The problem:
In the entries that follow, find each line with the word "priority" and copy it.

Stored data
= = =
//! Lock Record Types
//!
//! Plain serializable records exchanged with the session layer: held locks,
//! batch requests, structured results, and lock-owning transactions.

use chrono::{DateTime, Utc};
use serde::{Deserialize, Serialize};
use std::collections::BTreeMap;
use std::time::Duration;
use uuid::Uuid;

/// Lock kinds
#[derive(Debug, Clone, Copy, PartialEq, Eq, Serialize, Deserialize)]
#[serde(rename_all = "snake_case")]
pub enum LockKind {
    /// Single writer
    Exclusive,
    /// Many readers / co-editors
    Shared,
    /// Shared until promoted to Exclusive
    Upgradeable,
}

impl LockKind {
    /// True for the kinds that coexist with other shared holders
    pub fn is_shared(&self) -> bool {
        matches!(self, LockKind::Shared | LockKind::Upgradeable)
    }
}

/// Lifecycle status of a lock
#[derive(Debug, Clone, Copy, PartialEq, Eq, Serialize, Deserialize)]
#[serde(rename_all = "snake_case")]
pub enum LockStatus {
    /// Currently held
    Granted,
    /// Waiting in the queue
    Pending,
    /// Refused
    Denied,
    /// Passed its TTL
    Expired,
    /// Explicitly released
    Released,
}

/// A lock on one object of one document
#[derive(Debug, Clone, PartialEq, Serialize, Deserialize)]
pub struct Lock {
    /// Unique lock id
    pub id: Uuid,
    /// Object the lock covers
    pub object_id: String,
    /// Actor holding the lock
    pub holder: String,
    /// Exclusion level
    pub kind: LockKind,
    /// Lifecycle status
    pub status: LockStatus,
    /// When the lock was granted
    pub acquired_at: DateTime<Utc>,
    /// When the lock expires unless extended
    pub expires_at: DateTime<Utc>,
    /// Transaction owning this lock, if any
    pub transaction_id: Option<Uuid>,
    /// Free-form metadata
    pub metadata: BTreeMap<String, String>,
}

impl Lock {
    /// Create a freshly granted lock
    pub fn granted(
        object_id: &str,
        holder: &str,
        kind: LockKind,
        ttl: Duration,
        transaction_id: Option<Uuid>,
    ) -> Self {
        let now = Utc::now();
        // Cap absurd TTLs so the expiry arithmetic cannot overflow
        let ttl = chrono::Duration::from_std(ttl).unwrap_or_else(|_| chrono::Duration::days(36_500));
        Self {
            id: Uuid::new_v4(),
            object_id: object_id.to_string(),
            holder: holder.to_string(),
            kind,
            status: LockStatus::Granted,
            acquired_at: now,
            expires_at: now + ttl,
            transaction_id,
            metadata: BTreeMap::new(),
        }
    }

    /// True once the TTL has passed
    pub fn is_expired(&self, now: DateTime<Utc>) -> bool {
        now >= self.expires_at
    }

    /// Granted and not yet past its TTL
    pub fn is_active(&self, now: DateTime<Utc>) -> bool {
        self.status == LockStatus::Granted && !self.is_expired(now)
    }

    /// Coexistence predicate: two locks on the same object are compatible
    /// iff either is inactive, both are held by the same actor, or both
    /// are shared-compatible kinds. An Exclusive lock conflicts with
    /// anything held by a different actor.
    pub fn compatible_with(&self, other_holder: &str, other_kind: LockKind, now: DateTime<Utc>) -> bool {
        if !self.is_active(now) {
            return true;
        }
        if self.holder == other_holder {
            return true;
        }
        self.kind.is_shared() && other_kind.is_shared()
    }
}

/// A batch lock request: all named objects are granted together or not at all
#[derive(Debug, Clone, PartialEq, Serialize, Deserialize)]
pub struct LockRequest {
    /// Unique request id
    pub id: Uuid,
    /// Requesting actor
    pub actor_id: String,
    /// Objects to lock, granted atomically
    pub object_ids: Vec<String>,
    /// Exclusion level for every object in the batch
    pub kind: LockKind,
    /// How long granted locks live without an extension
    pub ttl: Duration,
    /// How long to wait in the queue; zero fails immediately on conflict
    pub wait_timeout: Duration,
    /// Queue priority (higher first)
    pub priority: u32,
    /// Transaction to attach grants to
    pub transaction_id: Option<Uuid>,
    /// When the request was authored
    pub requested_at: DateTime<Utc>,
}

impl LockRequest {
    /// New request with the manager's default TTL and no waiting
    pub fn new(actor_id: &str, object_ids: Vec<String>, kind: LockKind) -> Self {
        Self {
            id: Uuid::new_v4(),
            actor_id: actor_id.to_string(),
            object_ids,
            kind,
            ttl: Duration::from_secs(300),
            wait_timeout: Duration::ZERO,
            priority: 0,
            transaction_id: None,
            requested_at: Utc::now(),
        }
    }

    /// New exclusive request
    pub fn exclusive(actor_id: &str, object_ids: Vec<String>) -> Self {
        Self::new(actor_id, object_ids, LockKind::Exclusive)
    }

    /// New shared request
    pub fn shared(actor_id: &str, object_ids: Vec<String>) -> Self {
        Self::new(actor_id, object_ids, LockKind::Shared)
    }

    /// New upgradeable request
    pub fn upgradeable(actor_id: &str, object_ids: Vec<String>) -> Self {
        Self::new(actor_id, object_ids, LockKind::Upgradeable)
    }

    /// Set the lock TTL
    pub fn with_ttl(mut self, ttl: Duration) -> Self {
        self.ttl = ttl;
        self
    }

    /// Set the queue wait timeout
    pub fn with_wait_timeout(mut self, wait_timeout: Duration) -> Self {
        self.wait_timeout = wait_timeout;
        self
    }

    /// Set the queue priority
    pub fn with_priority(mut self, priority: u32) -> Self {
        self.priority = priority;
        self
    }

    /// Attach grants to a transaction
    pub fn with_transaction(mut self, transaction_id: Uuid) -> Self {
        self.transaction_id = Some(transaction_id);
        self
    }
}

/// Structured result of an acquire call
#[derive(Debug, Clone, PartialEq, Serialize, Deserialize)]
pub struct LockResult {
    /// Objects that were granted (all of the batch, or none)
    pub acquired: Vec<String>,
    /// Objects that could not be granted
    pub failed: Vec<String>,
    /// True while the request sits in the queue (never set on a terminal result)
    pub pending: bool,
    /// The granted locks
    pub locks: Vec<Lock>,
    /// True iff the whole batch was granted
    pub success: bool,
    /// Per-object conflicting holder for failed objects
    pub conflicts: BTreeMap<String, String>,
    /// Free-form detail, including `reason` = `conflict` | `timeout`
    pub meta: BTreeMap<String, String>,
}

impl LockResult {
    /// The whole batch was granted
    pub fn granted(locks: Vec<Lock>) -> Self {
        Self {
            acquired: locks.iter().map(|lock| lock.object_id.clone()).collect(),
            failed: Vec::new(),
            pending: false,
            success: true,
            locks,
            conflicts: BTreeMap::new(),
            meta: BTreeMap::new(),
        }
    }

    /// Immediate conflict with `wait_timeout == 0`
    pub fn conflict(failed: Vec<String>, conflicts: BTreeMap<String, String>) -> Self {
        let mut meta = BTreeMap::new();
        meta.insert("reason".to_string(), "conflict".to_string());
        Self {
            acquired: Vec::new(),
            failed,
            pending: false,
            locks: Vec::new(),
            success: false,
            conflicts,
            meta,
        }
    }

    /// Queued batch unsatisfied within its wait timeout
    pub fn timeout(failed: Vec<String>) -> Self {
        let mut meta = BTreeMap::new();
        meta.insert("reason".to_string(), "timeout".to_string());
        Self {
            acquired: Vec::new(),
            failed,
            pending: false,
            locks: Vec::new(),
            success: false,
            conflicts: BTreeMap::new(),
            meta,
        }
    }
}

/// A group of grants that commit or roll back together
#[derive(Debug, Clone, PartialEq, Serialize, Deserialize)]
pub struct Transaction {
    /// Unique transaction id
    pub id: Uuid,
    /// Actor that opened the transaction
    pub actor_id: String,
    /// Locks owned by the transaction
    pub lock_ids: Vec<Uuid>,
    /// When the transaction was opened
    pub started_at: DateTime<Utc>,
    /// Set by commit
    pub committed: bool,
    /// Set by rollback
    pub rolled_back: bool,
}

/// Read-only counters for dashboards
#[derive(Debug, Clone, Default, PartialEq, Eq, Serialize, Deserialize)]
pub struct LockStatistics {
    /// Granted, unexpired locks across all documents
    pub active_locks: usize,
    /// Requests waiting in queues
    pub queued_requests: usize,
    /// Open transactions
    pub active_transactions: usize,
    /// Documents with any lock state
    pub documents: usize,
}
= = =
Your solution:
    /// Queue priority (higher first)
    pub priority: u32,
            priority: 0,
    /// Set the queue priority
    pub fn with_priority(mut self, priority: u32) -> Self {
        self.priority = priority;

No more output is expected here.